**REQUIRED ACTION**
Below is a listing; repeat exactly the lines from the one containing "self.validate_extension(filename)?;" to the one containing "pub struct AppConfig", both included.

++++ PROVIDED DATA ++++

// SPDX-License-Identifier: MPL-2.0
use motion_deck::app::{self, paths, Flags};

fn main() -> iced::Result {
    let mut args = pico_args::Arguments::from_env();

    let flags = Flags {
        lang: args.opt_value_from_str("--lang").unwrap_or(None),
        data_dir: args.opt_value_from_str("--data-dir").unwrap_or(None),
        config_dir: args.opt_value_from_str("--config-dir").unwrap_or(None),
    };

    paths::init_cli_overrides(flags.data_dir.clone(), flags.config_dir.clone());

    app::run(flags)
}
// SPDX-License-Identifier: MPL-2.0
//! Page header: brand, section navigation, theme toggle, reading progress.
//!
//! The header reacts to scroll state: flat at the top of the page, elevated
//! once scrolled, and hidden entirely while scrolling down. The reading
//! progress bar stays attached to the top edge in every state and thickens
//! while scrolling is in flight.

use crate::i18n::fluent::I18n;
use crate::ui::design_tokens::{sizing, spacing, typography};
use crate::ui::panel::FocusTarget;
use crate::ui::scroll_chrome::{HeaderState, RegionId};
use crate::ui::styles;
use iced::widget::{button, progress_bar, Column, Container, Row, Text};
use iced::{alignment, Element, Length};

/// Contextual data needed to render the header.
pub struct ViewContext<'a> {
    pub i18n: &'a I18n,
    pub state: HeaderState,
    /// Reading progress, 0.0 to 100.0.
    pub progress: f32,
    /// Whether the progress bar is in its pulse state.
    pub pulsing: bool,
    /// Effective appearance, for the theme toggle glyph.
    pub is_dark: bool,
    pub settings_open: bool,
    /// Keyboard focus while no panel is open.
    pub focused: Option<FocusTarget>,
}

/// Messages emitted by the header.
#[derive(Debug, Clone, Copy)]
pub enum Message {
    ToggleTheme,
    OpenSettings,
    NavigateTo(RegionId),
}

/// Events propagated to the parent application.
#[derive(Debug, Clone, Copy)]
pub enum Event {
    ToggleTheme,
    OpenSettings,
    NavigateTo(RegionId),
}

/// Process a header message and return the corresponding event.
pub fn update(message: Message) -> Event {
    match message {
        Message::ToggleTheme => Event::ToggleTheme,
        Message::OpenSettings => Event::OpenSettings,
        Message::NavigateTo(region) => Event::NavigateTo(region),
    }
}

/// Render the header with its progress bar.
pub fn view<'a>(ctx: ViewContext<'a>) -> Element<'a, Message> {
    let bar_height = if ctx.pulsing {
        sizing::PROGRESS_BAR_PULSE_HEIGHT
    } else {
        sizing::PROGRESS_BAR_HEIGHT
    };
    let progress = progress_bar(0.0..=100.0, ctx.progress)
        .girth(bar_height)
        .length(Length::Fill);

    let mut content = Column::new().width(Length::Fill).push(progress);

    // The bar itself stays while scrolling down; only the toolbar hides.
    if ctx.state != HeaderState::Hidden {
        content = content.push(toolbar(&ctx));
    }

    content.into()
}

fn toolbar<'a>(ctx: &ViewContext<'a>) -> Element<'a, Message> {
    let brand = Text::new(ctx.i18n.tr("app-title")).size(typography::TITLE_MD);

    let mut nav = Row::new().spacing(spacing::XS);
    for region in RegionId::ALL {
        nav = nav.push(
            button(Text::new(ctx.i18n.tr(region.name_key())).size(typography::BODY))
                .on_press(Message::NavigateTo(region))
                .padding([spacing::XXS, spacing::XS])
                .style(styles::button::unselected),
        );
    }

    let theme_glyph = if ctx.is_dark { "☀" } else { "🌙" };
    let theme_style = if ctx.focused == Some(FocusTarget::ThemeToggle) {
        styles::button::focused
    } else {
        styles::button::unselected
    };
    let theme_toggle = button(Text::new(theme_glyph).size(typography::BODY_LG))
        .on_press(Message::ToggleTheme)
        .padding(spacing::XS)
        .style(theme_style);

    let menu_style = if ctx.settings_open {
        styles::button::selected
    } else if ctx.focused == Some(FocusTarget::MenuButton) {
        styles::button::focused
    } else {
        styles::button::unselected
    };
    let menu = button(Text::new("☰").size(typography::BODY_LG))
        .on_press(Message::OpenSettings)
        .padding(spacing::XS)
        .style(menu_style);

    let row = Row::new()
        .spacing(spacing::MD)
        .padding([spacing::XS, spacing::MD])
        .align_y(alignment::Vertical::Center)
        .push(brand)
        .push(Container::new(nav).width(Length::Fill))
        .push(theme_toggle)
        .push(menu);

    let style = match ctx.state {
        HeaderState::AtTop => styles::container::flat_header,
        _ => styles::container::elevated_header,
    };

    Container::new(row)
        .width(Length::Fill)
        .height(Length::Fixed(sizing::HEADER_HEIGHT))
        .style(style)
        .into()
}

#[cfg(test)]
mod tests {
    use super::*;
    use crate::i18n::fluent::I18n;

    fn context(i18n: &I18n, state: HeaderState) -> ViewContext<'_> {
        ViewContext {
            i18n,
            state,
            progress: 42.0,
            pulsing: false,
            is_dark: true,
            settings_open: false,
            focused: None,
        }
    }

    #[test]
    fn header_view_renders_in_every_scroll_state() {
        let i18n = I18n::default();
        for state in [HeaderState::AtTop, HeaderState::Visible, HeaderState::Hidden] {
            let _element = view(context(&i18n, state));
        }
    }

    #[test]
    fn messages_map_straight_to_events() {
        assert!(matches!(update(Message::ToggleTheme), Event::ToggleTheme));
        assert!(matches!(update(Message::OpenSettings), Event::OpenSettings));
        assert!(matches!(
            update(Message::NavigateTo(RegionId::Contact)),
            Event::NavigateTo(RegionId::Contact)
        ));
    }
}
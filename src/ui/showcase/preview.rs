// SPDX-License-Identifier: MPL-2.0
//! Live canvas preview for a catalog entry.
//!
//! Each expanded card renders a small demo shape whose motion approximates
//! the entry's effect. The preview is driven by the app tick: the showcase
//! computes an eased progress fraction and hands it to this widget.

use crate::catalog::MotionKind;
use crate::ui::design_tokens::palette;
use iced::widget::canvas;
use iced::{mouse, Color, Point, Rectangle, Size, Theme, Vector};

/// Canvas program animating one demo shape.
#[derive(Debug, Clone, Copy)]
pub struct Preview {
    pub kind: MotionKind,
    /// Eased progress through the current cycle, `0.0..=1.0`.
    pub progress: f32,
}

impl Preview {
    #[must_use]
    pub fn new(kind: MotionKind, progress: f32) -> Self {
        Self {
            kind,
            progress: progress.clamp(0.0, 1.0),
        }
    }
}

impl<Message> canvas::Program<Message> for Preview {
    type State = ();

    fn draw(
        &self,
        _state: &Self::State,
        renderer: &iced::Renderer,
        theme: &Theme,
        bounds: Rectangle,
        _cursor: mouse::Cursor,
    ) -> Vec<canvas::Geometry> {
        let mut frame = canvas::Frame::new(renderer, bounds.size());
        let center = Point::new(bounds.width / 2.0, bounds.height / 2.0);
        let base = Size::new(bounds.width * 0.4, bounds.height * 0.4);
        let p = self.progress;

        // Ping-pong fraction for effects that go out and back.
        let swing = 1.0 - (2.0 * p - 1.0).abs();

        let accent = palette::PRIMARY_500;
        let text_color = theme.extended_palette().background.base.text;

        match self.kind {
            MotionKind::Fade => {
                fill_box(&mut frame, center, base, with_alpha(accent, 1.0 - 0.5 * swing));
            }
            MotionKind::Scale | MotionKind::Grow | MotionKind::FadeInScale => {
                let grow = match self.kind {
                    MotionKind::FadeInScale => 0.8 + 0.2 * p,
                    _ => 1.0 + 0.2 * swing,
                };
                let alpha = if self.kind == MotionKind::FadeInScale {
                    p
                } else {
                    1.0
                };
                let size = Size::new(base.width * grow, base.height * grow);
                fill_box(&mut frame, center, size, with_alpha(accent, alpha));
            }
            MotionKind::Pulse => {
                let grow = 1.0 + 0.1 * swing;
                let size = Size::new(base.width * grow, base.height * grow);
                fill_box(&mut frame, center, size, accent);
            }
            MotionKind::SlideLeft => {
                let offset = Point::new(center.x - 20.0 * swing, center.y);
                fill_box(&mut frame, offset, base, accent);
            }
            MotionKind::Shake => {
                // Alternating horizontal jitter.
                let phase = (p * 9.0).floor() as i32;
                let dx = if phase % 2 == 0 { -5.0 } else { 5.0 };
                let dx = if p >= 1.0 || p <= 0.0 { 0.0 } else { dx };
                let offset = Point::new(center.x + dx, center.y);
                fill_box(&mut frame, offset, base, accent);
            }
            MotionKind::Bounce => {
                let lift = 20.0 * swing;
                let offset = Point::new(center.x, center.y - lift);
                fill_box(&mut frame, offset, base, accent);
            }
            MotionKind::Rotate | MotionKind::Spin => {
                frame.translate(Vector::new(center.x, center.y));
                frame.rotate(p * std::f32::consts::TAU);
                fill_box(&mut frame, Point::ORIGIN, base, accent);
            }
            MotionKind::ColorShift | MotionKind::GradientText => {
                let mixed = mix(accent, palette::PRIMARY_800, swing);
                fill_box(&mut frame, center, base, mixed);
            }
            MotionKind::RevealUp => {
                let offset = Point::new(center.x, center.y + 30.0 * (1.0 - p));
                fill_box(&mut frame, offset, base, with_alpha(accent, p));
            }
            MotionKind::RevealLeft => {
                let offset = Point::new(center.x - 60.0 * (1.0 - p), center.y);
                fill_box(&mut frame, offset, base, with_alpha(accent, p));
            }
            MotionKind::RevealRight => {
                let offset = Point::new(center.x + 60.0 * (1.0 - p), center.y);
                fill_box(&mut frame, offset, base, with_alpha(accent, p));
            }
            MotionKind::Float => {
                let offset = Point::new(center.x, center.y - 10.0 * swing);
                fill_box(&mut frame, offset, base, accent);
            }
            MotionKind::Glow => {
                // Halo behind the shape stands in for the box shadow.
                let halo = Size::new(base.width * 1.4, base.height * 1.4);
                fill_box(&mut frame, center, halo, with_alpha(accent, 0.3 * swing));
                fill_box(&mut frame, center, base, accent);
            }
            MotionKind::Ripple => {
                fill_box(&mut frame, center, base, accent);
                let radius = (bounds.width / 2.0) * p;
                let circle = canvas::Path::circle(center, radius);
                frame.fill(&circle, with_alpha(Color::WHITE, 0.5 * (1.0 - p)));
            }
            MotionKind::Typewriter => {
                // Bar growing to full width, like text being typed.
                let width = base.width * 2.0 * p;
                let top_left = Point::new(center.x - base.width, center.y - 6.0);
                let path = canvas::Path::rectangle(top_left, Size::new(width, 12.0));
                frame.fill(&path, text_color);
            }
            MotionKind::LetterSpacing => {
                // Three segments drifting apart.
                let gap = 4.0 * swing;
                let seg = Size::new(base.width / 4.0, 12.0);
                for i in -1..=1 {
                    let x = center.x + (i as f32) * (seg.width + gap) - seg.width / 2.0;
                    let path =
                        canvas::Path::rectangle(Point::new(x, center.y - 6.0), seg);
                    frame.fill(&path, text_color);
                }
            }
            MotionKind::Blur => {
                // Layered translucent copies approximate the blur.
                let spread = 4.0 * swing;
                for offset in [-spread, 0.0, spread] {
                    let at = Point::new(center.x + offset, center.y);
                    fill_box(&mut frame, at, base, with_alpha(accent, 0.4));
                }
            }
        }

        vec![frame.into_geometry()]
    }
}

fn fill_box(frame: &mut canvas::Frame, center: Point, size: Size, color: Color) {
    let top_left = Point::new(center.x - size.width / 2.0, center.y - size.height / 2.0);
    let path = canvas::Path::rectangle(top_left, size);
    frame.fill(&path, color);
}

fn with_alpha(color: Color, alpha: f32) -> Color {
    Color {
        a: alpha.clamp(0.0, 1.0),
        ..color
    }
}

fn mix(a: Color, b: Color, t: f32) -> Color {
    let t = t.clamp(0.0, 1.0);
    Color {
        r: a.r + (b.r - a.r) * t,
        g: a.g + (b.g - a.g) * t,
        b: a.b + (b.b - a.b) * t,
        a: 1.0,
    }
}

#[cfg(test)]
mod tests {
    use super::*;

    #[test]
    fn progress_is_clamped() {
        let preview = Preview::new(MotionKind::Fade, 3.0);
        assert_eq!(preview.progress, 1.0);
        let preview = Preview::new(MotionKind::Fade, -1.0);
        assert_eq!(preview.progress, 0.0);
    }

    #[test]
    fn mix_interpolates_between_endpoints() {
        let mixed = mix(Color::BLACK, Color::WHITE, 0.5);
        assert!((mixed.r - 0.5).abs() < 1e-6);
        assert_eq!(mix(Color::BLACK, Color::WHITE, 0.0), Color::BLACK);
    }
}
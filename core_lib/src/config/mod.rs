pub mod settings;

pub use settings::{AppConfig, FileConfig, LoggingConfig, ServerConfig};
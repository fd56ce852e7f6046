use std::collections::HashSet;
use thiserror::Error;

use super::format::extension_of;

pub const MAX_FILE_SIZE: u64 = 100 * 1024 * 1024;

pub const ALLOWED_EXTENSIONS: [&str; 13] = [
    ".txt", ".pdf", ".doc", ".docx", ".xls", ".xlsx", ".png", ".jpg", ".jpeg", ".gif", ".mp4",
    ".zip", ".rar",
];

#[derive(Error, Debug, Clone, PartialEq, Eq)]
pub enum ValidationError {
    #[error("file size exceeds maximum limit ({size} bytes, max: {max_size} bytes)")]
    FileTooLarge { size: u64, max_size: u64 },

    #[error("invalid file type: {extension:?}")]
    InvalidFileType { extension: String },
}

#[derive(Debug, Clone)]
pub struct FileValidationConfig {
    pub max_file_size: u64,
    pub allowed_extensions: HashSet<String>,
}

impl FileValidationConfig {
    pub fn new<I, S>(max_file_size: u64, allowed_extensions: I) -> Self
    where
        I: IntoIterator<Item = S>,
        S: AsRef<str>,
    {
        let allowed_extensions = allowed_extensions
            .into_iter()
            .map(|ext| normalize_extension(ext.as_ref()))
            .collect();

        Self {
            max_file_size,
            allowed_extensions,
        }
    }
}

impl Default for FileValidationConfig {
    fn default() -> Self {
        Self::new(MAX_FILE_SIZE, ALLOWED_EXTENSIONS)
    }
}

/// Accepts `pdf`, `.pdf` and `.PDF` alike.
fn normalize_extension(ext: &str) -> String {
    let ext = ext.trim().to_lowercase();
    if ext.starts_with('.') {
        ext
    } else {
        format!(".{}", ext)
    }
}

#[derive(Debug, Clone)]
pub struct FileValidator {
    config: FileValidationConfig,
}

impl FileValidator {
    pub fn new(config: FileValidationConfig) -> Self {
        Self { config }
    }

    pub fn with_default_config() -> Self {
        Self::new(FileValidationConfig::default())
    }

    pub fn max_file_size(&self) -> u64 {
        self.config.max_file_size
    }

    /// Type is checked before size, so a disallowed type reports
    /// `InvalidFileType` whatever its size.
    pub fn validate(&self, size: u64, filename: &str) -> Result<(), ValidationError> {
        self.validate_extension(filename)?;
        self.validate_size(size)
    }

    pub fn validate_size(&self, size: u64) -> Result<(), ValidationError> {
        if size > self.config.max_file_size {
            return Err(ValidationError::FileTooLarge {
                size,
                max_size: self.config.max_file_size,
            });
        }
        Ok(())
    }

    pub fn validate_extension(&self, filename: &str) -> Result<(), ValidationError> {
        let extension = extension_of(filename);
        if !self.config.allowed_extensions.contains(&extension) {
            return Err(ValidationError::InvalidFileType { extension });
        }
        Ok(())
    }
}
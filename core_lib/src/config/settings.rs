use config::{Config, ConfigError, Environment, File};
use serde::{Deserialize, Serialize};
use std::path::PathBuf;

use crate::files::{FileValidationConfig, ALLOWED_EXTENSIONS};

const DEFAULT_PORT: u16 = 8081;

#[derive(Debug, Clone, Serialize, Deserialize)]
pub struct AppConfig {
    pub server: ServerConfig,
    pub files: FileConfig,
    pub logging: LoggingConfig,
}

#[derive(Debug, Clone, Serialize, Deserialize)]
pub struct ServerConfig {
    pub host: String,
    pub port: u16,
}

#[derive(Debug, Clone, Serialize, Deserialize)]
pub struct FileConfig {
    pub upload_dir: PathBuf,
    /// Staging area for in-flight uploads. Completed uploads are renamed
    /// into `upload_dir`, so both must live on the same filesystem.
    pub temp_dir: PathBuf,
    pub max_file_size_mb: u64,
    pub allowed_extensions: Vec<String>,
    pub list_page_size: usize,
}

#[derive(Debug, Clone, Serialize, Deserialize)]
pub struct LoggingConfig {
    pub level: String,
    pub format: String,
}

impl Default for AppConfig {
    fn default() -> Self {
        Self {
            server: ServerConfig::default(),
            files: FileConfig::default(),
            logging: LoggingConfig::default(),
        }
    }
}

impl Default for ServerConfig {
    fn default() -> Self {
        Self {
            host: "0.0.0.0".to_string(),
            port: DEFAULT_PORT,
        }
    }
}

impl Default for FileConfig {
    fn default() -> Self {
        Self {
            upload_dir: PathBuf::from("./uploads"),
            temp_dir: PathBuf::from("./uploads_tmp"),
            max_file_size_mb: 100,
            allowed_extensions: ALLOWED_EXTENSIONS.iter().map(|ext| ext.to_string()).collect(),
            list_page_size: 10,
        }
    }
}

impl Default for LoggingConfig {
    fn default() -> Self {
        Self {
            level: "debug".to_string(),
            format: "pretty".to_string(),
        }
    }
}

impl FileConfig {
    pub fn max_file_size_bytes(&self) -> u64 {
        self.max_file_size_mb * 1024 * 1024
    }

    pub fn validation(&self) -> FileValidationConfig {
        FileValidationConfig::new(self.max_file_size_bytes(), &self.allowed_extensions)
    }
}

impl AppConfig {
    pub fn load() -> Result<Self, ConfigError> {
        let mut builder = Config::builder()
            .add_source(Config::try_from(&AppConfig::default())?);

        if std::path::Path::new("config.toml").exists() {
            builder = builder.add_source(File::with_name("config"));
        }

        builder = builder.add_source(
            Environment::with_prefix("APP")
                .prefix_separator("_")
                .separator("__")
                .list_separator(",")
                .with_list_parse_key("files.allowed_extensions")
                .try_parsing(true),
        );

        if let Ok(port) = std::env::var("PORT") {
            let port: u16 = port
                .trim()
                .parse()
                .map_err(|_| ConfigError::Message(format!("Invalid PORT value: {}", port)))?;
            builder = builder.set_override("server.port", i64::from(port))?;
        }

        let config = builder.build()?;
        let app_config: AppConfig = config.try_deserialize()?;

        app_config.validate()?;

        Ok(app_config)
    }

    pub fn validate(&self) -> Result<(), ConfigError> {
        if self.server.port == 0 {
            return Err(ConfigError::Message("Server port cannot be 0".to_string()));
        }

        if self.files.max_file_size_mb == 0 {
            return Err(ConfigError::Message(
                "Max file size must be greater than 0".to_string(),
            ));
        }

        if self.files.allowed_extensions.is_empty() {
            return Err(ConfigError::Message(
                "At least one upload extension must be allowed".to_string(),
            ));
        }

        if self.files.list_page_size == 0 {
            return Err(ConfigError::Message(
                "List page size must be greater than 0".to_string(),
            ));
        }

        if self.files.upload_dir == self.files.temp_dir {
            return Err(ConfigError::Message(
                "Temp directory must differ from the upload directory".to_string(),
            ));
        }

        if !matches!(
            self.logging.level.to_lowercase().as_str(),
            "trace" | "debug" | "info" | "warn" | "error"
        ) {
            return Err(ConfigError::Message(format!(
                "Unknown log level: {}",
                self.logging.level
            )));
        }

        if !matches!(self.logging.format.as_str(), "pretty" | "json") {
            return Err(ConfigError::Message(format!(
                "Unknown log format: {}",
                self.logging.format
            )));
        }

        Ok(())
    }

    pub fn bind_address(&self) -> String {
        format!("{}:{}", self.server.host, self.server.port)
    }
}
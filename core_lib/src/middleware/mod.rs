//! Middleware components for the HTTP server

pub mod cors;
pub mod logging;
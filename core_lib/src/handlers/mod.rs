//! HTTP handlers and route assembly

pub mod files;
pub mod routes;
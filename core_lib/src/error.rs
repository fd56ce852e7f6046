//! Application error types and handling

use axum::{
    http::{header, HeaderMap, HeaderValue, StatusCode},
    response::{IntoResponse, Response},
    Json,
};
use serde_json::json;
use thiserror::Error;

use crate::files::ValidationError;

pub type Result<T> = std::result::Result<T, AppError>;

#[derive(Error, Debug)]
pub enum AppError {
    #[error("Validation failed: {0}")]
    Validation(#[from] ValidationError),

    #[error("No file uploaded")]
    NoFileProvided,

    #[error("Invalid filename: {0}")]
    InvalidFilename(String),

    #[error("Bad request: {0}")]
    BadRequest(String),

    #[error("File format not supported for preview: {0}")]
    UnsupportedPreviewType(String),

    #[error("File not found: {0}")]
    NotFound(String),

    #[error("Requested range not satisfiable for {size} byte resource")]
    MalformedRange { size: u64 },

    #[error("Storage error: {0}")]
    StorageIo(#[from] std::io::Error),
}

impl AppError {
    pub fn status(&self) -> StatusCode {
        match self {
            AppError::Validation(_)
            | AppError::NoFileProvided
            | AppError::InvalidFilename(_)
            | AppError::BadRequest(_)
            | AppError::UnsupportedPreviewType(_) => StatusCode::BAD_REQUEST,
            AppError::NotFound(_) => StatusCode::NOT_FOUND,
            AppError::MalformedRange { .. } => StatusCode::RANGE_NOT_SATISFIABLE,
            AppError::StorageIo(_) => StatusCode::INTERNAL_SERVER_ERROR,
        }
    }

    /// Client-input problems are logged at warning level, everything else at error.
    pub fn is_client_error(&self) -> bool {
        self.status().is_client_error()
    }
}

impl IntoResponse for AppError {
    fn into_response(self) -> Response {
        let status = self.status();

        let error_message = match &self {
            AppError::Validation(err) => err.to_string(),
            AppError::NoFileProvided => "No file uploaded".to_string(),
            AppError::InvalidFilename(_) => "Invalid filename".to_string(),
            AppError::BadRequest(msg) => msg.clone(),
            AppError::UnsupportedPreviewType(_) => {
                "File format not supported for preview".to_string()
            }
            AppError::NotFound(_) => "File not found".to_string(),
            AppError::MalformedRange { size } => {
                let mut headers = HeaderMap::new();
                if let Ok(value) = HeaderValue::from_str(&format!("bytes */{}", size)) {
                    headers.insert(header::CONTENT_RANGE, value);
                }
                return (status, headers).into_response();
            }
            AppError::StorageIo(_) => "Internal server error".to_string(),
        };

        let body = Json(json!({
            "error": error_message,
            "status": status.as_u16(),
        }));

        (status, body).into_response()
    }
}
//! CORS (Cross-Origin Resource Sharing) middleware configuration

use axum::http::{header, HeaderName, Method};
use tower_http::cors::{Any, CorsLayer as TowerCorsLayer};

/// Browser front-ends are served from arbitrary origins, so every origin is
/// allowed and no credentials are involved.
pub fn cors_layer() -> TowerCorsLayer {
    TowerCorsLayer::new()
        .allow_origin(Any)
        .allow_methods([
            Method::POST,
            Method::GET,
            Method::OPTIONS,
            Method::PUT,
            Method::DELETE,
        ])
        .allow_headers([
            header::CONTENT_TYPE,
            header::CONTENT_LENGTH,
            header::ACCEPT_ENCODING,
            header::AUTHORIZATION,
            header::RANGE,
        ])
        .expose_headers(exposed_headers())
        .allow_credentials(false)
}

fn exposed_headers() -> [HeaderName; 2] {
    [header::CONTENT_RANGE, header::CONTENT_LENGTH]
}
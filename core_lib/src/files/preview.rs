use super::format::extension_of;

/// File formats the preview endpoint is willing to serve inline.
#[derive(Debug, Clone, Copy, PartialEq, Eq)]
pub enum PreviewKind {
    Jpeg,
    Png,
    Gif,
    Webp,
    Pdf,
    Epub,
}

impl PreviewKind {
    pub fn from_filename(filename: &str) -> Option<Self> {
        match extension_of(filename).as_str() {
            ".jpg" | ".jpeg" => Some(PreviewKind::Jpeg),
            ".png" => Some(PreviewKind::Png),
            ".gif" => Some(PreviewKind::Gif),
            ".webp" => Some(PreviewKind::Webp),
            ".pdf" => Some(PreviewKind::Pdf),
            ".epub" => Some(PreviewKind::Epub),
            _ => None,
        }
    }

    pub fn content_type(&self) -> &'static str {
        match self {
            PreviewKind::Jpeg => "image/jpeg",
            PreviewKind::Png => "image/png",
            PreviewKind::Gif => "image/gif",
            PreviewKind::Webp => "image/webp",
            PreviewKind::Pdf => "application/pdf",
            PreviewKind::Epub => "application/epub+zip",
        }
    }

    /// `no-cache` for EPUB, one hour of public caching for everything else.
    pub fn cache_control(&self) -> &'static str {
        match self {
            PreviewKind::Epub => "no-cache",
            _ => "public, max-age=3600",
        }
    }

    pub fn is_epub(&self) -> bool {
        matches!(self, PreviewKind::Epub)
    }
}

++++

**EXERCISE RESULT**
        self.validate_extension(filename)?;
        self.validate_size(size)
    }

    pub fn validate_size(&self, size: u64) -> Result<(), ValidationError> {
        if size > self.config.max_file_size {
            return Err(ValidationError::FileTooLarge {
                size,
                max_size: self.config.max_file_size,
            });
        }
        Ok(())
    }

    pub fn validate_extension(&self, filename: &str) -> Result<(), ValidationError> {
        let extension = extension_of(filename);
        if !self.config.allowed_extensions.contains(&extension) {
            return Err(ValidationError::InvalidFileType { extension });
        }
        Ok(())
    }
}
filename core_lib/src/config/settings.rs
use config::{Config, ConfigError, Environment, File};
use serde::{Deserialize, Serialize};
use std::path::PathBuf;

use crate::files::{FileValidationConfig, ALLOWED_EXTENSIONS};

const DEFAULT_PORT: u16 = 8081;

#[derive(Debug, Clone, Serialize, Deserialize)]
pub struct AppConfig {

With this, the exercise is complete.